Já dizia o intemporal Sun Tsu, " . . .a terra é o bem mais preciosos de qualquer Estado, é a principal razão de guerras entre estados, tribos, povos e ou comunidades."
Logo, todo estado tem por obrigação moral em razão da sua soberania, ter uma políticaracional que lhe garanta poder nesta único e esgotável bem.
Vários países, inclusive o Brasil, Argentina, com a imensidão dos seus territórios, regulamentaram a cedência das mesmas aos nacionais e em particular aos estrangeiros.Mesmo assim assistimos alguns atritos no Brasil por parte do movimento dos "sem terra".
No caso de S .Tomé e Príncipe, com superfície total diminuta, parece-nos ser necessária e urgente uma legislação que regule o direito ao acesso à terra e proteja no futuro as novas gerações, se atendermos ao fenómeno descrito e a ambição que tem servido de guia nas atribuições ou concessões de terras. O caso que envolve o ilustre advogado Adelino Izidro e um cidadão é uma das consequências da anarquia na concessão de terras.
No momento que escrevo este artigo fala-se de cidadãos nacionais e estrangeiros que transaccionam ou transaccionaram terras que lhes foram cedidas para exploração a terceiros por grandes somas sem que o proprietário que somos todos nós, representados pelo Estadotenha sido auscultado;
Cidadãos que lhes foram concedidas orlas marítimas e praias e que hoje vedam o acesso a todos nós a um bem que nos é comum;
Discute-se ainda a cedência de mais de metade da ilha do Príncipe, porque ninguém ousa dizer a área total de terras concedidas e/ou anexadas, incluindo aeroporto, porto a uma sociedade unipessoal denominada HBD Vida Boa. A pergunta que ousamos à fazer, que percentagem para circular ou usufruir caberá aos restantes cidadãos?
Não estará o Estado Santomense louco ou em estado de demência quando decide ceder a uma só pessoa, repito a uma só pessoa a troco de promessas tanta parcela do seu diminuta território sem falarmos do controlo aéreo?

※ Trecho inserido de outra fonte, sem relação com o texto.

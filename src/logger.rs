/// Route `log` messages to stderr, defaulting to `info`. `RUST_LOG` overrides the level.
pub fn setup() {
    use env_logger::{Builder, Env};
    Builder::from_env(Env::default().default_filter_or("info")).init();
}
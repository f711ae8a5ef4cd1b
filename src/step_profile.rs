//! Piecewise-constant speed-vs-distance curves for the step chart.
//!
//! Every direction of a sheet is drawn against the same distance axis, taken from
//! the "arah A" side, so the directions can be overlaid on one chart.

use std::collections::{BTreeMap, HashSet};

use log::warn;

use crate::grouping::group_in_order;
use crate::model::{DirectionLabel, EnrichedCheckpoint, StepProfilePoint};

pub type StepProfiles = BTreeMap<DirectionLabel, Vec<StepProfilePoint>>;

/// Build one step curve per direction from the speed table rows of a single sheet.
pub fn build_step_profiles(rows: &[EnrichedCheckpoint]) -> StepProfiles {
    let mut directions = group_in_order(rows.iter(), |r| r.direction.clone());
    for (_, group) in directions.iter_mut() {
        group.sort_by_key(|r| r.sequence);
    }

    let mut profiles = StepProfiles::new();
    let reference = directions
        .iter()
        .find(|(label, _)| label.is_side_a())
        .or_else(|| directions.first());
    let Some((_, reference)) = reference else {
        return profiles;
    };
    let x_points: Vec<f64> = reference.iter().map(|r| r.cumulative_distance).collect();

    for (label, group) in &directions {
        let speeds: Vec<Option<f64>> = group.iter().map(|r| r.speed).collect();
        let (points, dropped) = if label.is_side_a() {
            forward_steps(&speeds, &x_points)
        } else {
            reverse_steps(&speeds, &x_points)
        };
        if dropped > 0 {
            warn!(
                "{}: dropped {} transitions past the reference axis ({} checkpoints)",
                label,
                dropped,
                x_points.len()
            );
        }
        profiles.insert(label.clone(), dedup_points(points));
    }

    profiles
}

/// "A" side: each leg's speed is drawn up to the checkpoint that closes it.
///
/// Also returns how many transitions had no position on the reference axis.
fn forward_steps(speeds: &[Option<f64>], x_points: &[f64]) -> (Vec<StepProfilePoint>, usize) {
    let n = speeds.len();
    let mut points = Vec::new();
    let mut dropped = 0;

    if n > 1 {
        if let Some(first) = speeds[1] {
            points.push(StepProfilePoint { x: 0.0, y: Some(first) });
        }
    }

    for i in 1..n.saturating_sub(1) {
        if speeds[i + 1].is_none() {
            continue;
        }
        let Some(&x) = x_points.get(i) else {
            dropped += 1;
            continue;
        };
        points.push(StepProfilePoint { x, y: speeds[i] });
        points.push(StepProfilePoint { x, y: speeds[i + 1] });
    }

    if n > 0 {
        if let Some(&x) = x_points.last() {
            points.push(StepProfilePoint { x, y: speeds[n - 1] });
        }
    }

    (points, dropped)
}

/// "B" side: transitions are placed one checkpoint further along the shared axis,
/// and the curve is closed at the route end with the last level drawn.
fn reverse_steps(speeds: &[Option<f64>], x_points: &[f64]) -> (Vec<StepProfilePoint>, usize) {
    let n = speeds.len();
    let mut points = Vec::new();
    let mut dropped = 0;

    if let Some(Some(first)) = speeds.first() {
        points.push(StepProfilePoint { x: 0.0, y: Some(*first) });
    }

    for i in 0..n.saturating_sub(1) {
        if speeds[i + 1].is_none() {
            continue;
        }
        let Some(&x) = x_points.get(i + 1) else {
            dropped += 1;
            continue;
        };
        points.push(StepProfilePoint { x, y: speeds[i] });
        points.push(StepProfilePoint { x, y: speeds[i + 1] });
    }

    // Trailing speeds are often undefined, so hold the last drawn level to the end
    if let (Some(last), Some(&x)) = (points.last().copied(), x_points.last()) {
        points.push(StepProfilePoint { x, y: last.y });
    }

    (points, dropped)
}

fn dedup_points(points: Vec<StepProfilePoint>) -> Vec<StepProfilePoint> {
    let mut seen = HashSet::new();
    points
        .into_iter()
        .filter(|p| seen.insert((p.x.to_bits(), p.y.map(f64::to_bits))))
        .collect()
}

#[cfg(test)]
mod tests {
    use super::*;
    use crate::model::SheetId;

    fn row(
        direction: &str,
        sequence: u32,
        cumulative_distance: f64,
        speed: Option<f64>,
    ) -> EnrichedCheckpoint {
        EnrichedCheckpoint {
            sheet: SheetId::new("R1"),
            direction: DirectionLabel::new(direction),
            sequence,
            scaled_distance: 0.0,
            cumulative_distance,
            elapsed_time: 0.0,
            elapsed_time_delta: None,
            speed,
        }
    }

    fn pt(x: f64, y: Option<f64>) -> StepProfilePoint {
        StepProfilePoint { x, y }
    }

    fn sample_sheet() -> Vec<EnrichedCheckpoint> {
        vec![
            row("arah B", 1, 3.0, None),
            row("arah B", 2, 6.0, Some(20.0)),
            row("arah B", 3, 9.0, None),
            row("arah A", 1, 2.0, None),
            row("arah A", 2, 5.0, Some(30.0)),
            row("arah A", 3, 9.0, Some(60.0)),
        ]
    }

    #[test]
    fn test_forward_steps() {
        let profiles = build_step_profiles(&sample_sheet());
        let a = &profiles[&DirectionLabel::new("arah A")];
        assert_eq!(
            a,
            &vec![
                pt(0.0, Some(30.0)),
                pt(5.0, Some(30.0)),
                pt(5.0, Some(60.0)),
                pt(9.0, Some(60.0)),
            ]
        );
    }

    #[test]
    fn test_reverse_steps_use_reference_axis_and_hold_last_level() {
        let profiles = build_step_profiles(&sample_sheet());
        let b = &profiles[&DirectionLabel::new("arah B")];
        // x positions come from arah A's checkpoints, not arah B's own
        assert_eq!(b, &vec![pt(5.0, None), pt(5.0, Some(20.0)), pt(9.0, Some(20.0))]);
        assert_eq!(b.last().unwrap().y, Some(20.0));
    }

    #[test]
    fn test_single_checkpoint_a_side() {
        let rows = vec![row("arah A", 1, 4.0, None), row("arah A", 2, 10.0, Some(36.0))];
        let profiles = build_step_profiles(&rows);
        assert_eq!(
            profiles[&DirectionLabel::new("arah A")],
            vec![pt(0.0, Some(36.0)), pt(10.0, Some(36.0))]
        );
    }

    #[test]
    fn test_duplicates_removed() {
        let rows = vec![
            row("arah A", 1, 2.0, None),
            row("arah A", 2, 5.0, Some(30.0)),
            row("arah A", 3, 9.0, Some(30.0)),
        ];
        let profiles = build_step_profiles(&rows);
        assert_eq!(
            profiles[&DirectionLabel::new("arah A")],
            vec![pt(0.0, Some(30.0)), pt(5.0, Some(30.0)), pt(9.0, Some(30.0))]
        );
    }

    #[test]
    fn test_deterministic() {
        let first = build_step_profiles(&sample_sheet());
        let second = build_step_profiles(&sample_sheet());
        assert_eq!(first, second);
    }

    #[test]
    fn test_reference_axis_prefers_side_a_over_order() {
        let rows = vec![
            row("arah B - AM", 1, 1.0, None),
            row("arah B - AM", 2, 2.0, Some(40.0)),
            row("arah A - AM", 1, 4.0, None),
            row("arah A - AM", 2, 8.0, Some(50.0)),
        ];
        let profiles = build_step_profiles(&rows);
        assert_eq!(
            profiles[&DirectionLabel::new("arah B - AM")],
            vec![pt(8.0, None), pt(8.0, Some(40.0))]
        );
    }

    #[test]
    fn test_reverse_without_any_speed_is_empty() {
        let rows = vec![row("arah B", 1, 1.0, None), row("arah B", 2, 2.0, None)];
        let profiles = build_step_profiles(&rows);
        assert!(profiles[&DirectionLabel::new("arah B")].is_empty());
    }

    #[test]
    fn test_longer_b_side_drops_transitions_past_reference_axis() {
        let rows = vec![
            row("arah A", 1, 2.0, None),
            row("arah A", 2, 5.0, Some(30.0)),
            row("arah B", 1, 1.0, Some(10.0)),
            row("arah B", 2, 2.0, Some(20.0)),
            row("arah B", 3, 3.0, Some(40.0)),
            row("arah B", 4, 4.0, None),
        ];
        let profiles = build_step_profiles(&rows);
        assert_eq!(
            profiles[&DirectionLabel::new("arah B")],
            vec![pt(0.0, Some(10.0)), pt(5.0, Some(10.0)), pt(5.0, Some(20.0))]
        );

        let speeds = [Some(10.0), Some(20.0), Some(40.0), None];
        let (_, dropped) = reverse_steps(&speeds, &[2.0, 5.0]);
        assert_eq!(dropped, 1);
    }

    #[test]
    fn test_forward_steps_count_dropped_transitions() {
        let speeds = [None, Some(10.0), Some(20.0), Some(30.0)];
        let (points, dropped) = forward_steps(&speeds, &[1.0, 2.0]);
        assert_eq!(dropped, 1);
        assert_eq!(
            points,
            vec![pt(0.0, Some(10.0)), pt(2.0, Some(10.0)), pt(2.0, Some(20.0)), pt(2.0, Some(30.0))]
        );

        let (_, dropped) = forward_steps(&speeds, &[1.0, 2.0, 3.0, 4.0]);
        assert_eq!(dropped, 0);
    }

    #[test]
    fn test_rows_out_of_sequence_order() {
        let mut rows = sample_sheet();
        rows.reverse();
        assert_eq!(build_step_profiles(&rows), build_step_profiles(&sample_sheet()));
    }
}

Não estaremos todos, uns (cidadãos mais esclarecidos) pelo silêncio e outros (Governo, a Presidência da República e os outros órgãos de soberania) por incompetência a contribuirmos para a perda da já frágil soberania de S.Tomé e Príncipe?
Interrogamo-me então: é este o futuro que pretendemos criar? Foi para isto que lutámos pela Independência? Será esta uma verdadeira democracia? Seguramente que não!
TODOS SABEMOS QUE HÁ LARGOS ANOS ANDAMOS A TRILHAR O CAMINHO ERRADO.